12.01.1976 (Lot 104) offers a rainbow-like array of colours, out of which evolves a universe of phenomena undergoing instantaneous transformations. Fine lines dip, wind and curl among spots of colour, like curling threads of silk whose embroidery knits the painting together. Just as in the image from classical Chinese poetry of "pearls falling on a jade platter," this design creates visual impetus as it winds its fine and nimble way through the painting. In another work here, Untitled (Lot 109), and a second Untitled (Lot 108), Chu Teh-chun presents compositions of gorgeous and captivating colour, liberating colour itself to exert its own inherent and powerful visual force; these colours combine with his lines to form abstract planes, producing works in which the element of colour independently blooms to form its own sense of beauty and structure. Standing before these two Chu Teh-Chun works from the 1970s draws the viewer into a meditative space: we seem to raise our heads and gaze into the universe and the brilliant array of glittering stars in its depths, moving with slow grandeur along the vast river of time; the work may also call forth a different image, the sense of viewing a piece of rare and valuable ore along the plane of a crosscut section, following the miraculous overlapping of each vein and inner plane of colour, until we fall into a trance of wonder at the mysterious intricacies of the natural world. Chu Teh-Chun's 1986 Les Rouges II (Lot 105) draws on three pure, basic tones of red, yellow, and white to structure fantastic visual effects like flows of molten lava. The intense, scorching mood of the colour continues to burn, burst, explode, and spread throughout the canvas. The brilliant, even dazzling colour never veers into garishness; the colours work together so as to intensify the full visual energy of each individual hue, making this a visual experience with a lasting impact.

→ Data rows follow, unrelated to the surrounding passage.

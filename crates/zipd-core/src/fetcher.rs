//! Bounded, order-preserving fetch of all manifest entries.
//!
//! A fixed-size worker pool: up to `max_parallel` fetches are in flight at
//! once on a `JoinSet`, and a new one is started whenever a slot frees up.
//! Results are written into index-addressed slots so the output order always
//! equals the manifest order, no matter which fetch finishes first. The
//! first failure of any kind aborts the whole operation; no partial result
//! is ever returned.

use bytes::{Bytes, BytesMut};
use reqwest::header;
use std::sync::atomic::{AtomicU64, Ordering};
use std::sync::Arc;
use tokio::task::JoinSet;
use url::Url;

use crate::error::{ArchiveError, FetchFailure};
use crate::manifest::ResolvedEntry;

/// One fetched payload, carrying its resolved archive entry name.
#[derive(Debug, Clone)]
pub struct FetchedFile {
    pub name: String,
    pub body: Bytes,
}

/// Byte caps enforced while buffering payloads.
#[derive(Debug, Clone, Copy, Default)]
pub struct FetchLimits {
    pub max_file_bytes: Option<u64>,
    pub max_total_bytes: Option<u64>,
}

/// Fetches every entry with at most `max_parallel` in flight, preserving
/// manifest order in the returned sequence.
///
/// All-or-nothing: a non-2xx status, a transport error, or a byte-cap
/// violation on any entry fails the whole call and aborts the outstanding
/// fetches.
pub async fn fetch_all(
    client: &reqwest::Client,
    entries: &[ResolvedEntry],
    max_parallel: usize,
    limits: FetchLimits,
) -> Result<Vec<FetchedFile>, ArchiveError> {
    let max_parallel = max_parallel.max(1);
    let mut slots: Vec<Option<FetchedFile>> = entries.iter().map(|_| None).collect();
    let mut queue = entries.iter().enumerate();
    let mut join_set = JoinSet::new();
    // Shared running total across concurrent fetches, advanced per chunk so
    // the cap trips mid-stream, not after a payload has fully buffered.
    let total_bytes = Arc::new(AtomicU64::new(0));

    loop {
        while join_set.len() < max_parallel {
            let Some((slot, entry)) = queue.next() else {
                break;
            };
            let client = client.clone();
            let url = entry.url.clone();
            let name = entry.final_name.clone();
            let total_bytes = Arc::clone(&total_bytes);
            join_set.spawn(async move {
                let body = fetch_one(&client, &url, limits, &total_bytes).await?;
                Ok::<_, ArchiveError>((slot, FetchedFile { name, body }))
            });
        }

        let Some(joined) = join_set.join_next().await else {
            break;
        };
        match joined.map_err(|e| ArchiveError::Task(e.to_string()))? {
            Ok((slot, fetched)) => slots[slot] = Some(fetched),
            Err(e) => {
                join_set.abort_all();
                return Err(e);
            }
        }
    }

    // Every slot is filled once the pool drained without error.
    slots
        .into_iter()
        .map(|fetched| {
            fetched.ok_or_else(|| {
                ArchiveError::Task("fetch worker exited without a result".to_string())
            })
        })
        .collect()
}

/// Fetches one URL and buffers the body chunk by chunk, checking the byte
/// caps as the stream arrives.
///
/// Caching is disabled so every archive build sees fresh bytes. A non-2xx
/// status and a transport error surface identically as `Fetch`.
async fn fetch_one(
    client: &reqwest::Client,
    url: &Url,
    limits: FetchLimits,
    total_bytes: &AtomicU64,
) -> Result<Bytes, ArchiveError> {
    let fetch_err = |reason| ArchiveError::Fetch {
        url: url.to_string(),
        reason,
    };
    let too_large = |limit| ArchiveError::PayloadTooLarge {
        url: url.to_string(),
        limit,
    };

    let mut response = client
        .get(url.clone())
        .header(header::CACHE_CONTROL, "no-store")
        .send()
        .await
        .map_err(|e| fetch_err(FetchFailure::Transport(e)))?;

    let status = response.status();
    if !status.is_success() {
        tracing::warn!(%url, status = status.as_u16(), "upstream fetch failed");
        return Err(fetch_err(FetchFailure::Status(status.as_u16())));
    }

    // Reject on the advertised length first so an oversized body is not
    // buffered at all when the upstream is honest about it. Chunked bodies
    // carry no length and are caught by the streaming checks below.
    if let (Some(limit), Some(len)) = (limits.max_file_bytes, response.content_length()) {
        if len > limit {
            return Err(too_large(limit));
        }
    }

    let mut body = BytesMut::new();
    while let Some(chunk) = response
        .chunk()
        .await
        .map_err(|e| fetch_err(FetchFailure::Transport(e)))?
    {
        let running_total =
            total_bytes.fetch_add(chunk.len() as u64, Ordering::Relaxed) + chunk.len() as u64;
        if let Some(limit) = limits.max_total_bytes {
            if running_total > limit {
                return Err(ArchiveError::TotalTooLarge { limit });
            }
        }

        body.extend_from_slice(&chunk);
        if let Some(limit) = limits.max_file_bytes {
            if body.len() as u64 > limit {
                return Err(too_large(limit));
            }
        }
    }

    tracing::debug!(%url, bytes = body.len(), "fetched");
    Ok(body.freeze())
}
use zipd_core::logging;

mod error;
mod routes;
mod state;

#[cfg(test)]
mod tests;

use anyhow::Result;
use clap::Parser;
use std::net::SocketAddr;
use std::path::PathBuf;

use crate::state::AppState;

/// HTTP front end for the zipd bulk remote-file ZIP bundling service.
#[derive(Debug, Parser)]
#[command(name = "zipd")]
#[command(about = "zipd: bulk remote-file ZIP bundling service", long_about = None)]
struct Cli {
    /// Bind address (e.g. 127.0.0.1:8080). Overrides the config file.
    #[arg(long, value_name = "ADDR")]
    bind: Option<SocketAddr>,

    /// Config file to load instead of ~/.config/zipd/config.toml.
    #[arg(long, value_name = "PATH")]
    config: Option<PathBuf>,
}

#[tokio::main]
async fn main() {
    // Initialize logging as early as possible.
    logging::init();

    let cli = Cli::parse();
    if let Err(err) = serve(cli).await {
        eprintln!("zipd error: {:#}", err);
        std::process::exit(1);
    }
}

async fn serve(cli: Cli) -> Result<()> {
    let config = match &cli.config {
        Some(path) => zipd_core::config::load_from(path)?,
        None => zipd_core::config::load_or_init()?,
    };
    let bind: SocketAddr = match cli.bind {
        Some(addr) => addr,
        None => config.bind.parse()?,
    };

    let state = AppState::new(config)?;
    let app = routes::router(state);

    let listener = tokio::net::TcpListener::bind(bind).await?;
    tracing::info!("zipd listening on {}", listener.local_addr()?);
    axum::serve(listener, app).await?;
    Ok(())
}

In the entrancing power that flows from the colours of any Chu Teh-Chun work, we find many of the same implications and dynamics that Kandinsky sought as he explored the pure effects of colour in abstract painting, where the viewer is brought into a purely mental and imaginative realm of colour and space (Fig. 1). Chu Teh-Chun here takes the beautiful freshness of oil pigments and melds them with elements of folk-art style to transport the essence of ink-wash painting into a new era. Within the relatively small dimensions of these works Chu derives much of the monumental quality and brilliant splendor of traditional Chinese landscape paintings.